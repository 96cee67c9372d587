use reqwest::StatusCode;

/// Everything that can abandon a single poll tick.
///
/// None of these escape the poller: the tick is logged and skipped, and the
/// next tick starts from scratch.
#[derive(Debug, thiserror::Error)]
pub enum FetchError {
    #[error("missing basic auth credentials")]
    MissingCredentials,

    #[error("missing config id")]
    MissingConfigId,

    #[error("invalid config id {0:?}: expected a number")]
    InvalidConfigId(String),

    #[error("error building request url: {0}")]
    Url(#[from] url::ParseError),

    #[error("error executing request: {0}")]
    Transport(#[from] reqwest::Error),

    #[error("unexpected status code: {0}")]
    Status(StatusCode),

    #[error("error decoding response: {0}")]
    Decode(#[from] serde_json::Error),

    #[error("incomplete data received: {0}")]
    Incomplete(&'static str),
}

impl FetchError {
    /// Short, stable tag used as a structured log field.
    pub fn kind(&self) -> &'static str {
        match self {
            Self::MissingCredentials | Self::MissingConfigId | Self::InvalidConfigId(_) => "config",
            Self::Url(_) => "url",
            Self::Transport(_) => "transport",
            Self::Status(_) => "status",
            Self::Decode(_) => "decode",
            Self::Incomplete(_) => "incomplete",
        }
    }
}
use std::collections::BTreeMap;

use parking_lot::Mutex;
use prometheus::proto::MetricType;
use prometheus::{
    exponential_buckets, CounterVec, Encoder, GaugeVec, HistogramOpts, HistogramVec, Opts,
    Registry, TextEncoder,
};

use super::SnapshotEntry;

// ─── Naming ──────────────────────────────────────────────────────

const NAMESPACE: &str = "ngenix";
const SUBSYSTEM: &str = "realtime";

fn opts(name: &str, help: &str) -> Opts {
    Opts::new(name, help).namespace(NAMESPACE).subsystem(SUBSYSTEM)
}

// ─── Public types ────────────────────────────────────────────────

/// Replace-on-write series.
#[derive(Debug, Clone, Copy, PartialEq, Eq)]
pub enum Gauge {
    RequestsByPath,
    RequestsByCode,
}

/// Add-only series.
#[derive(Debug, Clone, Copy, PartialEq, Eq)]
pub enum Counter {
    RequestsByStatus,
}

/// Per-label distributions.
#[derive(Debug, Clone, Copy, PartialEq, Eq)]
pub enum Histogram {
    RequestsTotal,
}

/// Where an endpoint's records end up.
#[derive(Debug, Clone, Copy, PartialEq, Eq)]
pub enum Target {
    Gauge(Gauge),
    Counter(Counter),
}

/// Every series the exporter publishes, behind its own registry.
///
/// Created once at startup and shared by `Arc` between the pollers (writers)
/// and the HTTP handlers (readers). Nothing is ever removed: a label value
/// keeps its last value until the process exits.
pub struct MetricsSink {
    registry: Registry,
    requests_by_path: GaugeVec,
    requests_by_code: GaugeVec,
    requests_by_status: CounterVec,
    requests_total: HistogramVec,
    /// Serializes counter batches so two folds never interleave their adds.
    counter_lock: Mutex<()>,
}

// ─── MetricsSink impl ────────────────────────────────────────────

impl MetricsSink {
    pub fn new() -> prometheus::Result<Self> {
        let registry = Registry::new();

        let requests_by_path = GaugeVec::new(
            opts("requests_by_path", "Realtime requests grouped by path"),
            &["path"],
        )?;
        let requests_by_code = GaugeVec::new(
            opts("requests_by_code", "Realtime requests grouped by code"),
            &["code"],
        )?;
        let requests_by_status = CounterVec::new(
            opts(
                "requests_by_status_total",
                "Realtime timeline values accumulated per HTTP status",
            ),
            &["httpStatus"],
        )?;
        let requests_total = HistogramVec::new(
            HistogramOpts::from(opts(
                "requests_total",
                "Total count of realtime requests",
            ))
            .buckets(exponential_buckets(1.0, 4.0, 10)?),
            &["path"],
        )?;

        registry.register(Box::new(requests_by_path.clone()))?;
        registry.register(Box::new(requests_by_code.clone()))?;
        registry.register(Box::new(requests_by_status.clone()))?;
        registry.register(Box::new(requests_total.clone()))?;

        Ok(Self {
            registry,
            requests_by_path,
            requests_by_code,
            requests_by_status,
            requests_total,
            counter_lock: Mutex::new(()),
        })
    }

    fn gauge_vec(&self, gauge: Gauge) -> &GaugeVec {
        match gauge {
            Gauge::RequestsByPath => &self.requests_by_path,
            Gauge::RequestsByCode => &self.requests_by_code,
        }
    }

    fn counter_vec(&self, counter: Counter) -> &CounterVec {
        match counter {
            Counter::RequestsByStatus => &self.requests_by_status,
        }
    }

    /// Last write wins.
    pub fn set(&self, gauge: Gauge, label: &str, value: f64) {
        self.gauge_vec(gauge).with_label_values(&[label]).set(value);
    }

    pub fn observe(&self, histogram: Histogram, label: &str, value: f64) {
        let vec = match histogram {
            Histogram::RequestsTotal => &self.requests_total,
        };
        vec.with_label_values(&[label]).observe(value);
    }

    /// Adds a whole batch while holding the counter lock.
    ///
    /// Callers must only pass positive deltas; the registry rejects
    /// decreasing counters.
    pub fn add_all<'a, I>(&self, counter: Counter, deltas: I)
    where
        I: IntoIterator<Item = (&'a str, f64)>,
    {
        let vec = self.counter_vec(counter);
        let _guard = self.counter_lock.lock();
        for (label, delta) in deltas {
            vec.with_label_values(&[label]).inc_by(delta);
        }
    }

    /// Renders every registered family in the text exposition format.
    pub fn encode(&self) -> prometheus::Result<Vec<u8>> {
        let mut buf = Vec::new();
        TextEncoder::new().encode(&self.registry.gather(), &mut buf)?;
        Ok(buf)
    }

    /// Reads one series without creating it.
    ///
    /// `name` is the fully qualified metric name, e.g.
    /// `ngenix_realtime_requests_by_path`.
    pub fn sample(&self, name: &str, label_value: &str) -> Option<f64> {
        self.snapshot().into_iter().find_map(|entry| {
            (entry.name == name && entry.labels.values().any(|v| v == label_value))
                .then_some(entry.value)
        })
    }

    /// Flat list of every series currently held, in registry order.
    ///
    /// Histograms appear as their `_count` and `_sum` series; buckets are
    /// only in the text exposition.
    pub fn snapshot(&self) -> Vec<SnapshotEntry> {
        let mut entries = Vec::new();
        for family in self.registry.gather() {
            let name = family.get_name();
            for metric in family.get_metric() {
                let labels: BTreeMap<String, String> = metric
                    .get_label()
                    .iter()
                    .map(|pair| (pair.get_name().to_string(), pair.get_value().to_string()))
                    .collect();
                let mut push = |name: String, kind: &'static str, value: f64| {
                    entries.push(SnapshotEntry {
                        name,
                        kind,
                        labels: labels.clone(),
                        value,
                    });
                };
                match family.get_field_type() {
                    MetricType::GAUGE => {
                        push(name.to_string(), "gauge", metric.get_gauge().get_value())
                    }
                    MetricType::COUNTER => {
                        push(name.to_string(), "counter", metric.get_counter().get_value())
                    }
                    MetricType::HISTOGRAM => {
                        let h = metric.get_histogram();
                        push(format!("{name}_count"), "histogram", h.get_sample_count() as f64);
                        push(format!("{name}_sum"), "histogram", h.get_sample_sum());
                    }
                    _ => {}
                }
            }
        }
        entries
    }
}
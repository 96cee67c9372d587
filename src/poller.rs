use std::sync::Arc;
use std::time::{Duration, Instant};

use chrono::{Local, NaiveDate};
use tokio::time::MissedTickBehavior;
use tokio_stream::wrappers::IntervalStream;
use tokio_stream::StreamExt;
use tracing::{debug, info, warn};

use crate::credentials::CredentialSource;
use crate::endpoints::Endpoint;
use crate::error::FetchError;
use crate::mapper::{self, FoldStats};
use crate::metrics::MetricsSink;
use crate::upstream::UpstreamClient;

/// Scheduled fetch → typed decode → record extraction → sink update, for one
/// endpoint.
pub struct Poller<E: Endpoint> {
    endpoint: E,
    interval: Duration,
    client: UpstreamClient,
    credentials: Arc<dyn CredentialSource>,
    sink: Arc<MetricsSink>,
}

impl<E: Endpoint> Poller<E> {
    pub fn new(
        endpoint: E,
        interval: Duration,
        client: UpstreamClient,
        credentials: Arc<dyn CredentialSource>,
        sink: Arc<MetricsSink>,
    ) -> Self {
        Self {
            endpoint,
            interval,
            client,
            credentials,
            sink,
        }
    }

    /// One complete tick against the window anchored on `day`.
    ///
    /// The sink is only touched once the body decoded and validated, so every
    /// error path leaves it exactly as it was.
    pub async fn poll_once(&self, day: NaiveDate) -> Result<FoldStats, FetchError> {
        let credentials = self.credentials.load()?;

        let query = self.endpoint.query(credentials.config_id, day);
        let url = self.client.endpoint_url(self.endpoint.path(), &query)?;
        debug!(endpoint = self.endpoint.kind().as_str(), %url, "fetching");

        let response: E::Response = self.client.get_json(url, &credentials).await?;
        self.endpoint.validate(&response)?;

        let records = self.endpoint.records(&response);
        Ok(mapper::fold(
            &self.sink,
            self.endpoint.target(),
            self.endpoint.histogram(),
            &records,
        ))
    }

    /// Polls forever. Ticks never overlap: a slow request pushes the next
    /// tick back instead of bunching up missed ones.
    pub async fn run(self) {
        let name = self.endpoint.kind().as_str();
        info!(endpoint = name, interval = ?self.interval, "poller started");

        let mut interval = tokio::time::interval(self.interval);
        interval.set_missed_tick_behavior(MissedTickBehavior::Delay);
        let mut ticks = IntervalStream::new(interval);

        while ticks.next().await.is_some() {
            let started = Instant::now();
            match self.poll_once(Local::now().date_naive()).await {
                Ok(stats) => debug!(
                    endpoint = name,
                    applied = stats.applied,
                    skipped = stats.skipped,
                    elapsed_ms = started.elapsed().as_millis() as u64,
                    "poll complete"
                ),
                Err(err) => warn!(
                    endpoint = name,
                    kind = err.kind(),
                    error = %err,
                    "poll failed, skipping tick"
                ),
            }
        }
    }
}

- - - - -

Your answer should be a single number: the count of lines in the listing that hold the word "exposition".

2